Organic dairy: the true cost

Sound Consumer | February 2012

from the editors

The price of organic milk is going up, for good reasons. The main reason is that the cost of organic grain and hay to feed cows hit record levels over the past year, while the price farmers get for their milk has not kept pace.

At the same time, demand has been increasing. Nationwide, sales of organic whole milk rose 17 percent from January through October 2011, compared with the same period in 2010. Organic, reduced-fat milk increased 15 percent over the same period. Meanwhile, conventional milk sales decreased 2 percent.

The result of rising costs and increased demand is a shortage in some parts of the country. There are no shortages in the Northwest currently but wholesale prices have inched up recently and could rise more in 2012.

Rising feed costs

Farmers historically have switched from conventional to organic because of the price premium they receive. But over the past year, the price for non-organic milk rose closer to that of organic, while the costs of production did not rise as much.

Tony Azevedo, an organic dairy farmer and president of the Western Organic Dairy Producers Alliance (WODPA), told The New York Times, "We need at least $5 (for every 100 pounds of milk) to stop the bleeding. I've got farmers that can't pay their bills. The wolf's knocking at the door."

WODPA says farmers need to recoup at least 40 cents more per gallon to stay in business. It sent a letter to milk processors, such as Organic Valley and Horizon, detailing the economic difficulties organic farmers are facing.

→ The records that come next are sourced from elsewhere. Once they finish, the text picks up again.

// ============================================
// File: crates/nyxpath-router/src/handlers/dispatch.rs
// ============================================
//! # Link Dispatcher
//!
//! ## Creation Reason
//! Single entry point for frames arriving from the link layer. Decodes the
//! link message, resolves the path id against the registry with the
//! sender's position taken into account and hands the cell to whoever owns
//! it.
//!
//! ## Dispatch Table
//! ```text
//! RelayUpstream   {id} from S ─► transit hop with downstream == S
//!                                 ├─ forwarded to upstream
//!                                 └─ terminal ─► EndpointHandler
//! RelayDownstream {id} from S ─► own circuit with first hop == S
//!                                 └─ else transit hop with upstream == S
//! BuildCommit          from S ─► registry.forward_build_commit
//!                                 └─ terminal ─► PathConfirm back down
//! ```
//!
//! ## Last Modified
//! v0.1.0 - Initial dispatcher

use std::sync::Arc;
use std::time::Instant;

use tracing::{debug, trace, warn};

use nyxpath_common::RouterId;
use nyxpath_core::protocol::{BuildCommitRecord, LinkMessage, RelayCell};
use nyxpath_transport::InboundFrame;

use super::endpoint::EndpointHandler;
use super::relay::{relay_downstream, relay_upstream, UpstreamStep};
use crate::path::{DropReason, HandleOutcome, PathEnv};
use crate::registry::{PathRegistry, Resolved};

/// Routes inbound link frames.
pub struct LinkDispatcher {
    env: PathEnv,
    registry: Arc<PathRegistry>,
    endpoint: Arc<EndpointHandler>,
}

impl LinkDispatcher {
    #[must_use]
    pub fn new(env: PathEnv, registry: Arc<PathRegistry>, endpoint: Arc<EndpointHandler>) -> Self {
        Self {
            env,
            registry,
            endpoint,
        }
    }

    /// Handles one inbound frame.
    pub fn handle_frame(&self, frame: InboundFrame, now: Instant) -> HandleOutcome {
        let from = frame.from;
        let msg = match LinkMessage::from_bytes(frame.payload) {
            Ok(msg) => msg,
            Err(e) => {
                debug!(from = %from, error = %e, "Undecodable link frame");
                return HandleOutcome::Dropped(DropReason::Malformed);
            }
        };

        let outcome = match msg {
            LinkMessage::RelayUpstream(cell) => self.on_upstream(from, &cell, now),
            LinkMessage::RelayDownstream(cell) => self.on_downstream(from, &cell, now),
            LinkMessage::BuildCommit(records) => self.on_build_commit(from, records, now),
        };
        if let HandleOutcome::Dropped(reason) = outcome {
            trace!(from = %from, %reason, "Link frame dropped");
        }
        outcome
    }

    fn on_upstream(&self, from: RouterId, cell: &RelayCell, now: Instant) -> HandleOutcome {
        let Some(Resolved::Transit(hop)) = self.registry.resolve_for_downstream(&from, &cell.path_id) else {
            return HandleOutcome::Dropped(DropReason::NoSuchPath);
        };
        match relay_upstream(&self.env, &hop, cell) {
            Ok(UpstreamStep::Forwarded) => HandleOutcome::Accepted,
            Ok(UpstreamStep::Terminal(plaintext)) => self.endpoint.handle(&hop, &plaintext, now),
            Err(e) => {
                debug!(hop = %hop.info, error = %e, "Upstream relay failed");
                HandleOutcome::Dropped(DropReason::SendFailed)
            }
        }
    }

    fn on_downstream(&self, from: RouterId, cell: &RelayCell, now: Instant) -> HandleOutcome {
        match self.registry.resolve_for_upstream(&from, &cell.path_id) {
            Some(Resolved::Own { owner, key }) => owner.handle_downstream(key, cell, now),
            Some(Resolved::Transit(hop)) => match relay_downstream(&self.env, &hop, cell) {
                Ok(()) => HandleOutcome::Accepted,
                Err(e) => {
                    debug!(hop = %hop.info, error = %e, "Downstream relay failed");
                    HandleOutcome::Dropped(DropReason::SendFailed)
                }
            },
            None => HandleOutcome::Dropped(DropReason::NoSuchPath),
        }
    }

    fn on_build_commit(
        &self,
        from: RouterId,
        records: Vec<BuildCommitRecord>,
        now: Instant,
    ) -> HandleOutcome {
        let outcome = match self
            .registry
            .forward_build_commit(from, records, self.env.link.as_ref(), now)
        {
            Ok(outcome) => outcome,
            Err(e) => {
                warn!(from = %from, error = %e, "Build commit refused");
                return HandleOutcome::Dropped(DropReason::Malformed);
            }
        };
        if outcome.terminal {
            if let Err(e) = self.endpoint.confirm_path(&outcome.hop) {
                warn!(hop = %outcome.hop.info, error = %e, "Path confirm not sent");
                return HandleOutcome::Dropped(DropReason::SendFailed);
            }
        }
        HandleOutcome::Accepted
    }
}

impl std::fmt::Debug for LinkDispatcher {
    fn fmt(&self, f: &mut std::fmt::Formatter<'_>) -> std::fmt::Result {
        f.debug_struct("LinkDispatcher")
            .field("local", &self.env.local)
            .finish_non_exhaustive()
    }
}
//! CLI commands for data export
//!
//! Writes the document (JSON/YAML) or the live ledger lines (CSV) to a file,
//! or to stdout when no file is given.

use std::fs::File;
use std::io::{self, BufWriter, Write};
use std::path::PathBuf;

use clap::{Args, ValueEnum};

use crate::error::{FincalcError, FincalcResult};
use crate::export::{csv, json, yaml};
use crate::storage::Storage;

/// Export format options
#[derive(Debug, Clone, Copy, PartialEq, Eq, ValueEnum)]
pub enum ExportFormat {
    /// JSON format (whole document, re-importable)
    Json,
    /// YAML format (whole document, human-readable)
    Yaml,
    /// CSV format (live items and expenses only)
    Csv,
}

/// Export arguments
#[derive(Args, Debug)]
pub struct ExportArgs {
    /// Output file path (stdout if omitted)
    pub output: Option<PathBuf>,

    /// Export format
    #[arg(short, long, value_enum, default_value = "json")]
    pub format: ExportFormat,
}

/// Handle the export command
pub fn handle_export_command(storage: &Storage, args: ExportArgs) -> FincalcResult<()> {
    let mut writer: Box<dyn Write> = match &args.output {
        Some(path) => {
            let file = File::create(path).map_err(|e| {
                FincalcError::Export(format!("Failed to create file {}: {}", path.display(), e))
            })?;
            Box::new(BufWriter::new(file))
        }
        None => Box::new(io::stdout().lock()),
    };

    match args.format {
        ExportFormat::Json => json::export_full_json(storage, &mut writer)?,
        ExportFormat::Yaml => yaml::export_full_yaml(storage, &mut writer)?,
        ExportFormat::Csv => csv::export_ledger_csv(storage, &mut writer)?,
    }
    writer
        .flush()
        .map_err(|e| FincalcError::Export(e.to_string()))?;

    if let Some(path) = args.output {
        match args.format {
            ExportFormat::Csv => eprintln!("Ledger lines exported to: {}", path.display()),
            _ => eprintln!("Full document exported to: {}", path.display()),
        }
    }

    Ok(())
}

The letter cited the high cost of organic feed — in part due to increasing demand for corn ethanol — as a primary problem.

One farm transitioning to organic belongs to Brian DeGroot, a dairy farmer in Enumclaw. "For me it's a cost issue," he says. "I have enough land for grazing and it's a lot cheaper to have my cows out on grass than to haul feed over from Eastern Washington." Even though he plans to have half the number of cows as when he was not organic — 150 instead of 300 — DeGroot expects going organic will pay off.

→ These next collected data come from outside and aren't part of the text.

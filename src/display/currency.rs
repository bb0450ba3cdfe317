//! Currency formatting
//!
//! Amounts are shown in pesos in the Argentine style (`$ 1.234,56`) and,
//! when enabled, in dollars in the US style (`$1,234.56`).

use std::fmt;

use crate::models::Amount;

/// Display currency
#[derive(Debug, Clone, Copy, PartialEq, Eq)]
pub enum Currency {
    Ars,
    Usd,
}

impl Currency {
    /// ISO code
    pub fn code(&self) -> &'static str {
        match self {
            Currency::Ars => "ARS",
            Currency::Usd => "USD",
        }
    }
}

impl fmt::Display for Currency {
    fn fmt(&self, f: &mut fmt::Formatter<'_>) -> fmt::Result {
        f.write_str(self.code())
    }
}

/// Turns an amount into a display string for a currency
pub trait Formatter {
    fn format(&self, amount: Amount, currency: Currency) -> String;
}

/// Locale-aware formatter: es-AR for pesos, en-US for dollars
#[derive(Debug, Clone, Copy, Default)]
pub struct LocaleFormatter;

struct Style {
    symbol: &'static str,
    thousands: char,
    decimal: char,
}

impl Style {
    fn of(currency: Currency) -> Self {
        match currency {
            Currency::Ars => Style {
                symbol: "$ ",
                thousands: '.',
                decimal: ',',
            },
            Currency::Usd => Style {
                symbol: "$",
                thousands: ',',
                decimal: '.',
            },
        }
    }
}

fn group_digits(mut whole: u64, separator: char) -> String {
    let mut groups = Vec::new();
    loop {
        if whole < 1000 {
            groups.push(whole.to_string());
            break;
        }
        groups.push(format!("{:03}", whole % 1000));
        whole /= 1000;
    }
    groups.reverse();
    groups.join(&separator.to_string())
}

impl Formatter for LocaleFormatter {
    fn format(&self, amount: Amount, currency: Currency) -> String {
        let style = Style::of(currency);
        let cents = (amount.value().abs() * 100.0).round() as u64;
        let sign = if amount.is_negative() && cents > 0 { "-" } else { "" };

        format!(
            "{}{}{}{}{:02}",
            sign,
            style.symbol,
            group_digits(cents / 100, style.thousands),
            style.decimal,
            cents % 100
        )
    }
}

/// Format with the default locale formatter
pub fn format_amount(amount: Amount, currency: Currency) -> String {
    LocaleFormatter.format(amount, currency)
}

Our mild Northwest climate means a longer grazing season, so farmers here don't have to rely on expensive organic feed as much as they do in places such as the Midwest and Northeast, where the organic dairy shortage has been particularly bad.

Organic incentives

Jack Lee, Organic Valley's Western Division Manager, says the co-op tries to make organic dairy farming profitable and entice more farmers, such as DeGroot, to transition to organic. Organic Valley sets yearly pay rates so farmers can count on a consistent wage, instead of being subject to fluctuating commodity prices. It also provides a fee for farmers in transition. The fee doesn't offset fully the costs of organic feed but provides an incentive for farmers to make the switch.

Organic grain for feed has hit record levels, while the prices farmers receive not kept pace.

Organic Valley is increasing the base pay by $2 — but that's half what farmers say they need. Increased pay to farmers means higher prices for consumers, yet presents one more opportunity to reflect on the value of paying the true cost of food.

"If we want a consistent supply of quality organic milk, we need to pay a little more so the farmer isn't squeezed out of business," says PCC's grocery merchandiser, Scott Owen. "At the end of the day, PCC supports local organic producers because the future grows from there. That's how Organic Valley started in Wisconsin and was able to expand to local Northwest production. We can have local food security and avoid shortages in the future."